### Your objective
In the listing below, find each line with the string "original" and return it.
▬▬▬
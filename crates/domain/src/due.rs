use crate::schedule::{Schedule, TimeOfDay};
use chrono::prelude::*;

/// The time-of-day window `[start, end]` that due-selection matches
/// against. Computed per run, never persisted.
///
/// The window deliberately does not wrap across midnight: the start is
/// obtained by subtracting the lookback from `now` and reducing the
/// result to a time of day, so a lookback reaching past midnight
/// produces `start > end` and such a window matches nothing. This
/// reproduces the behavior of the string-compared `HH:MM` window in
/// the original cron query.
#[derive(Debug, Clone, Copy, PartialEq, Eq)]
pub struct DueWindow {
    pub start: TimeOfDay,
    pub end: TimeOfDay,
}

impl DueWindow {
    pub fn ending_at(end: TimeOfDay, lookback_minutes: i64) -> Self {
        let start =
            TimeOfDay::from_minutes_of_day(end.minutes_from_midnight() - lookback_minutes);
        Self { start, end }
    }

    pub fn contains(&self, time: TimeOfDay) -> bool {
        self.start <= time && time <= self.end
    }
}

/// Selects the subset of `schedules` that are due for execution at
/// `now`: active, inside their calendar date range, and with a time of
/// day inside the lookback window. Pure, no ordering guarantees.
///
/// The lookback tolerates the periodic trigger firing late or at
/// irregular intervals, at the cost of precision.
pub fn select_due(
    now: DateTime<Utc>,
    schedules: Vec<Schedule>,
    lookback_minutes: i64,
) -> Vec<Schedule> {
    let today = now.date_naive();
    let window = DueWindow::ending_at(TimeOfDay::from(now.time()), lookback_minutes);

    schedules
        .into_iter()
        .filter(|schedule| {
            schedule.is_active()
                && schedule.date_range_contains(today)
                && window.contains(schedule.time_of_day)
        })
        .collect()
}

#[cfg(test)]
mod tests {
    use super::*;
    use crate::schedule::{Frequency, ScheduleStatus};
    use crate::shared::entity::ID;
    use chrono_tz::UTC;

    fn schedule_at(time_of_day: &str) -> Schedule {
        Schedule::new(
            ID::new(),
            "db-1".into(),
            "user@example.com".into(),
            Frequency::Daily,
            time_of_day.parse().unwrap(),
            &UTC,
            NaiveDate::from_ymd_opt(2024, 1, 1).unwrap(),
        )
    }

    fn at(datetime: &str) -> DateTime<Utc> {
        datetime.parse().unwrap()
    }

    #[test]
    fn selects_schedule_inside_window() {
        let schedules = vec![schedule_at("08:30")];
        let due = select_due(at("2024-05-15T09:00:00Z"), schedules, 60);
        assert_eq!(due.len(), 1);
    }

    #[test]
    fn window_bounds_are_inclusive() {
        let schedules = vec![schedule_at("08:00"), schedule_at("09:00")];
        let due = select_due(at("2024-05-15T09:00:00Z"), schedules, 60);
        assert_eq!(due.len(), 2);
    }

    #[test]
    fn excludes_schedule_outside_window() {
        let schedules = vec![schedule_at("07:59"), schedule_at("09:01")];
        let due = select_due(at("2024-05-15T09:00:00Z"), schedules, 60);
        assert!(due.is_empty());
    }

    #[test]
    fn excludes_paused_schedule() {
        let mut schedule = schedule_at("08:30");
        schedule.status = ScheduleStatus::Paused;
        let due = select_due(at("2024-05-15T09:00:00Z"), vec![schedule], 60);
        assert!(due.is_empty());
    }

    #[test]
    fn excludes_schedule_past_end_date() {
        let mut schedule = schedule_at("08:30");
        schedule.end_date = Some(NaiveDate::from_ymd_opt(2024, 5, 14).unwrap());
        let due = select_due(at("2024-05-15T09:00:00Z"), vec![schedule], 60);
        assert!(due.is_empty());
    }

    #[test]
    fn excludes_schedule_before_start_date() {
        let mut schedule = schedule_at("08:30");
        schedule.start_date = NaiveDate::from_ymd_opt(2024, 5, 16).unwrap();
        let due = select_due(at("2024-05-15T09:00:00Z"), vec![schedule], 60);
        assert!(due.is_empty());
    }

    #[test]
    fn includes_schedule_on_end_date() {
        let mut schedule = schedule_at("08:30");
        schedule.end_date = Some(NaiveDate::from_ymd_opt(2024, 5, 15).unwrap());
        let due = select_due(at("2024-05-15T09:00:00Z"), vec![schedule], 60);
        assert_eq!(due.len(), 1);
    }

    #[test]
    fn window_wrapping_midnight_matches_nothing() {
        // 00:10 with a 24h lookback: the window start reduces to 00:10
        // the previous day, which as a time of day is "later" than the
        // end. Known limitation carried over from the original.
        let window = DueWindow::ending_at("00:10".parse().unwrap(), 24 * 60);
        assert_eq!(window.start, "00:10".parse().unwrap());

        let schedules = vec![schedule_at("23:50"), schedule_at("00:05")];
        let due = select_due(at("2024-05-15T00:10:00Z"), schedules, 30);
        assert!(due.is_empty());
    }

    #[test]
    fn full_day_window_catches_earlier_times() {
        // A 24h lookback late in the day behaves like "everything due
        // today so far".
        let schedules = vec![
            schedule_at("00:00"),
            schedule_at("08:15"),
            schedule_at("22:00"),
        ];
        let due = select_due(at("2024-05-15T23:00:00Z"), schedules, 23 * 60);
        assert_eq!(due.len(), 3);
    }
}
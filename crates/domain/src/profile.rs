use crate::shared::entity::{Entity, ID};
use crate::subscription::SubscriptionTier;

/// One registered user: holds the external-service credential and the
/// subscription tier. An absent credential means the integration is
/// disconnected, which is a valid, expected state.
#[derive(Debug, Clone)]
pub struct Profile {
    pub id: ID,
    pub email: String,
    pub notion_access_token: Option<String>,
    pub tier: SubscriptionTier,
}

impl Profile {
    pub fn new(email: String) -> Self {
        Self {
            id: Default::default(),
            email,
            notion_access_token: None,
            tier: SubscriptionTier::default(),
        }
    }

    pub fn is_connected(&self) -> bool {
        self.notion_access_token.is_some()
    }
}

impl Entity for Profile {
    fn id(&self) -> &ID {
        &self.id
    }
}
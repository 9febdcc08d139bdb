use digestly_infra::DigestlyContext;
use std::fmt::Debug;
use tracing::error;

#[async_trait::async_trait(?Send)]
pub trait UseCase: Debug {
    type Response;
    type Error: Debug;

    const NAME: &'static str;

    async fn execute(&mut self, ctx: &DigestlyContext) -> Result<Self::Response, Self::Error>;
}

/// Runs a `UseCase` against the infrastructure context and logs any
/// error it produces
#[tracing::instrument(name = "Executing usecase", skip(usecase, ctx))]
pub async fn execute<U>(mut usecase: U, ctx: &DigestlyContext) -> Result<U::Response, U::Error>
where
    U: UseCase,
{
    let res = usecase.execute(ctx).await;

    if let Err(e) = &res {
        error!(usecase = U::NAME, "Use case error: {:?}", e);
    }

    res
}
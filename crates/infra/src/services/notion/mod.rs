mod database_api;

use super::{IRowSource, RowSourceError};
use database_api::NotionDatabasesApi;
use digestly_domain::DigestRow;

/// Row source backed by the Notion databases API. One instance serves
/// all users, the per-user credential is passed per call.
pub struct NotionRowSource {
    api: NotionDatabasesApi,
}

impl NotionRowSource {
    pub fn new() -> Self {
        Self {
            api: NotionDatabasesApi::new(),
        }
    }
}

impl Default for NotionRowSource {
    fn default() -> Self {
        Self::new()
    }
}

#[async_trait::async_trait]
impl IRowSource for NotionRowSource {
    async fn fetch_rows(
        &self,
        source_id: &str,
        credential: &str,
        limit: usize,
    ) -> Result<Vec<DigestRow>, RowSourceError> {
        self.api.query_database(source_id, credential, limit).await
    }
}
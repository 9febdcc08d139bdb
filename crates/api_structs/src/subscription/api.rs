use crate::dtos::SubscriptionDTO;
use digestly_domain::{SubscriptionTier, ID};
use serde::{Deserialize, Serialize};

pub mod get_subscription {
    use super::*;

    #[derive(Deserialize)]
    pub struct PathParams {
        pub user_id: ID,
    }

    #[derive(Deserialize, Serialize)]
    #[serde(rename_all = "camelCase")]
    pub struct APIResponse {
        pub subscription: SubscriptionDTO,
    }

    impl APIResponse {
        pub fn new(subscription: SubscriptionDTO) -> Self {
            Self { subscription }
        }
    }
}

pub mod update_subscription {
    use super::*;

    #[derive(Deserialize)]
    pub struct PathParams {
        pub user_id: ID,
    }

    #[derive(Deserialize, Serialize)]
    #[serde(rename_all = "camelCase")]
    pub struct RequestBody {
        pub tier: String,
    }

    #[derive(Deserialize, Serialize)]
    #[serde(rename_all = "camelCase")]
    pub struct APIResponse {
        pub tier: SubscriptionTier,
        /// Schedules auto-paused because they exceeded the new tier's limit
        pub paused_schedules: Vec<ID>,
    }
}
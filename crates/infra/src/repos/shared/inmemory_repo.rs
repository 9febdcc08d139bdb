use crate::repos::shared::repo::DeleteResult;
use digestly_domain::{Entity, ID};
use std::sync::Mutex;

/// Useful functions for creating inmemory repositories

pub fn insert<T: Clone>(val: &T, collection: &Mutex<Vec<T>>) {
    let mut collection = collection.lock().unwrap();
    collection.push(val.clone());
}

pub fn save<T: Clone + Entity>(val: &T, collection: &Mutex<Vec<T>>) {
    let mut collection = collection.lock().unwrap();
    for item in collection.iter_mut() {
        if item.id() == val.id() {
            *item = val.clone();
        }
    }
}

pub fn find<T: Clone + Entity>(val_id: &ID, collection: &Mutex<Vec<T>>) -> Option<T> {
    let collection = collection.lock().unwrap();
    collection.iter().find(|item| item.id() == val_id).cloned()
}

pub fn find_by<T: Clone, F: FnMut(&T) -> bool>(
    collection: &Mutex<Vec<T>>,
    mut compare: F,
) -> Vec<T> {
    let collection = collection.lock().unwrap();
    collection
        .iter()
        .filter(|item| compare(item))
        .cloned()
        .collect()
}

pub fn delete<T: Clone + Entity>(val_id: &ID, collection: &Mutex<Vec<T>>) -> Option<T> {
    let mut collection = collection.lock().unwrap();
    let pos = collection.iter().position(|item| item.id() == val_id)?;
    Some(collection.remove(pos))
}

pub fn delete_by<T: Clone, F: Fn(&T) -> bool>(
    collection: &Mutex<Vec<T>>,
    compare: F,
) -> DeleteResult {
    let mut collection = collection.lock().unwrap();
    let before = collection.len();
    collection.retain(|item| !compare(item));
    DeleteResult {
        deleted_count: (before - collection.len()) as i64,
    }
}

pub fn update_many<T: Clone, F: Fn(&T) -> bool, U: Fn(&mut T)>(
    collection: &Mutex<Vec<T>>,
    compare: F,
    update: U,
) -> u64 {
    let mut collection = collection.lock().unwrap();
    let mut updated = 0;
    for item in collection.iter_mut() {
        if compare(item) {
            update(item);
            updated += 1;
        }
    }
    updated
}
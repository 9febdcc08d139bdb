use rand::Rng;

const CHARSET: &[u8] = b"ABCDEFGHIJKLMNOPQRSTUVWXYZ\
                            abcdefghijklmnopqrstuvwxyz\
                            0123456789";

/// Creates an alphanumeric secret of the given length, used for
/// generating default API and cron keys when none are configured.
pub fn create_random_secret(secret_len: usize) -> String {
    let mut rng = rand::thread_rng();

    (0..secret_len)
        .map(|_| {
            let idx = rng.gen_range(0..CHARSET.len());
            CHARSET[idx] as char
        })
        .collect()
}
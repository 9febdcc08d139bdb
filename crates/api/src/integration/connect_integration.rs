use crate::error::DigestlyError;
use crate::shared::auth::protect_admin_route;
use crate::shared::usecase::{execute, UseCase};
use actix_web::{web, HttpRequest, HttpResponse};
use digestly_api_structs::connect_integration::{
    APIResponse, PathParams, RequestBody,
};
use digestly_domain::ID;
use digestly_infra::DigestlyContext;

pub async fn connect_integration_controller(
    http_req: HttpRequest,
    path_params: web::Path<PathParams>,
    body: web::Json<RequestBody>,
    ctx: web::Data<DigestlyContext>,
) -> Result<HttpResponse, DigestlyError> {
    protect_admin_route(&http_req, &ctx)?;

    let usecase = ConnectIntegrationUseCase {
        user_id: path_params.user_id.clone(),
        access_token: body.0.access_token,
    };

    execute(usecase, &ctx)
        .await
        .map(|_| HttpResponse::Ok().json(APIResponse { connected: true }))
        .map_err(DigestlyError::from)
}

#[derive(Debug)]
pub struct ConnectIntegrationUseCase {
    pub user_id: ID,
    pub access_token: String,
}

#[derive(Debug)]
pub enum UseCaseError {
    UserNotFound(ID),
    EmptyAccessToken,
    StorageError,
}

impl From<UseCaseError> for DigestlyError {
    fn from(e: UseCaseError) -> Self {
        match e {
            UseCaseError::UserNotFound(user_id) => Self::NotFound(format!(
                "The user with id: {}, was not found.",
                user_id
            )),
            UseCaseError::EmptyAccessToken => {
                Self::BadClientData("The access token cannot be empty".into())
            }
            UseCaseError::StorageError => Self::InternalError,
        }
    }
}

#[async_trait::async_trait(?Send)]
impl UseCase for ConnectIntegrationUseCase {
    type Response = ();

    type Error = UseCaseError;

    const NAME: &'static str = "ConnectIntegration";

    async fn execute(&mut self, ctx: &DigestlyContext) -> Result<Self::Response, Self::Error> {
        if self.access_token.trim().is_empty() {
            return Err(UseCaseError::EmptyAccessToken);
        }

        let user = ctx
            .repos
            .profiles
            .find(&self.user_id)
            .await
            .ok_or_else(|| UseCaseError::UserNotFound(self.user_id.clone()))?;

        ctx.repos
            .profiles
            .set_credential(&user.id, Some(&self.access_token))
            .await
            .map_err(|_| UseCaseError::StorageError)
    }
}
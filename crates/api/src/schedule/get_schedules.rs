use crate::error::DigestlyError;
use crate::shared::auth::{protect_admin_route, resolve_user};
use crate::shared::usecase::{execute, UseCase};
use actix_web::{web, HttpRequest, HttpResponse};
use digestly_api_structs::get_schedules::{APIResponse, PathParams};
use digestly_domain::{Schedule, ID};
use digestly_infra::DigestlyContext;

pub async fn get_schedules_controller(
    http_req: HttpRequest,
    path_params: web::Path<PathParams>,
    ctx: web::Data<DigestlyContext>,
) -> Result<HttpResponse, DigestlyError> {
    protect_admin_route(&http_req, &ctx)?;
    let user = resolve_user(&path_params.user_id, &ctx).await?;

    let usecase = GetSchedulesUseCase { user_id: user.id };

    execute(usecase, &ctx)
        .await
        .map(|schedules| HttpResponse::Ok().json(APIResponse::new(schedules)))
        .map_err(DigestlyError::from)
}

#[derive(Debug)]
pub struct GetSchedulesUseCase {
    pub user_id: ID,
}

#[derive(Debug)]
pub enum UseCaseError {}

impl From<UseCaseError> for DigestlyError {
    fn from(e: UseCaseError) -> Self {
        match e {}
    }
}

#[async_trait::async_trait(?Send)]
impl UseCase for GetSchedulesUseCase {
    type Response = Vec<Schedule>;

    type Error = UseCaseError;

    const NAME: &'static str = "GetSchedules";

    async fn execute(&mut self, ctx: &DigestlyContext) -> Result<Self::Response, Self::Error> {
        Ok(ctx.repos.schedules.find_by_user(&self.user_id).await)
    }
}
use crate::dtos::ScheduleDTO;
use digestly_domain::{Schedule, ID};
use serde::{Deserialize, Serialize};

#[derive(Deserialize, Serialize)]
#[serde(rename_all = "camelCase")]
pub struct ScheduleResponse {
    pub schedule: ScheduleDTO,
}

impl ScheduleResponse {
    pub fn new(schedule: Schedule) -> Self {
        Self {
            schedule: ScheduleDTO::new(schedule),
        }
    }
}

pub mod create_schedule {
    use super::*;

    #[derive(Deserialize)]
    pub struct PathParams {
        pub user_id: ID,
    }

    #[derive(Serialize, Deserialize)]
    #[serde(rename_all = "camelCase")]
    pub struct RequestBody {
        pub source_id: String,
        pub recipient: String,
        pub frequency: String,
        pub time_of_day: String,
        pub timezone: String,
        pub start_date: String,
        pub end_date: Option<String>,
    }

    pub type APIResponse = ScheduleResponse;
}

pub mod get_schedule {
    use super::*;

    #[derive(Deserialize)]
    pub struct PathParams {
        pub user_id: ID,
        pub schedule_id: ID,
    }

    pub type APIResponse = ScheduleResponse;
}

pub mod get_schedules {
    use super::*;

    #[derive(Deserialize)]
    pub struct PathParams {
        pub user_id: ID,
    }

    #[derive(Deserialize, Serialize)]
    pub struct APIResponse {
        pub schedules: Vec<ScheduleDTO>,
    }

    impl APIResponse {
        pub fn new(schedules: Vec<Schedule>) -> Self {
            Self {
                schedules: schedules.into_iter().map(ScheduleDTO::new).collect(),
            }
        }
    }
}

pub mod update_schedule {
    use super::*;

    #[derive(Deserialize)]
    pub struct PathParams {
        pub user_id: ID,
        pub schedule_id: ID,
    }

    #[derive(Deserialize, Serialize)]
    #[serde(rename_all = "camelCase")]
    pub struct RequestBody {
        pub recipient: Option<String>,
        pub frequency: Option<String>,
        pub time_of_day: Option<String>,
        pub timezone: Option<String>,
        pub start_date: Option<String>,
        /// An empty string clears the end date
        pub end_date: Option<String>,
    }

    pub type APIResponse = ScheduleResponse;
}

pub mod pause_schedule {
    use super::*;

    #[derive(Deserialize)]
    pub struct PathParams {
        pub user_id: ID,
        pub schedule_id: ID,
    }

    pub type APIResponse = ScheduleResponse;
}

pub mod resume_schedule {
    use super::*;

    #[derive(Deserialize)]
    pub struct PathParams {
        pub user_id: ID,
        pub schedule_id: ID,
    }

    pub type APIResponse = ScheduleResponse;
}

pub mod delete_schedule {
    use super::*;

    #[derive(Deserialize)]
    pub struct PathParams {
        pub user_id: ID,
        pub schedule_id: ID,
    }

    pub type APIResponse = ScheduleResponse;
}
▬▬▬
### Task result
/// the original cron query.
        // end. Known limitation carried over from the original.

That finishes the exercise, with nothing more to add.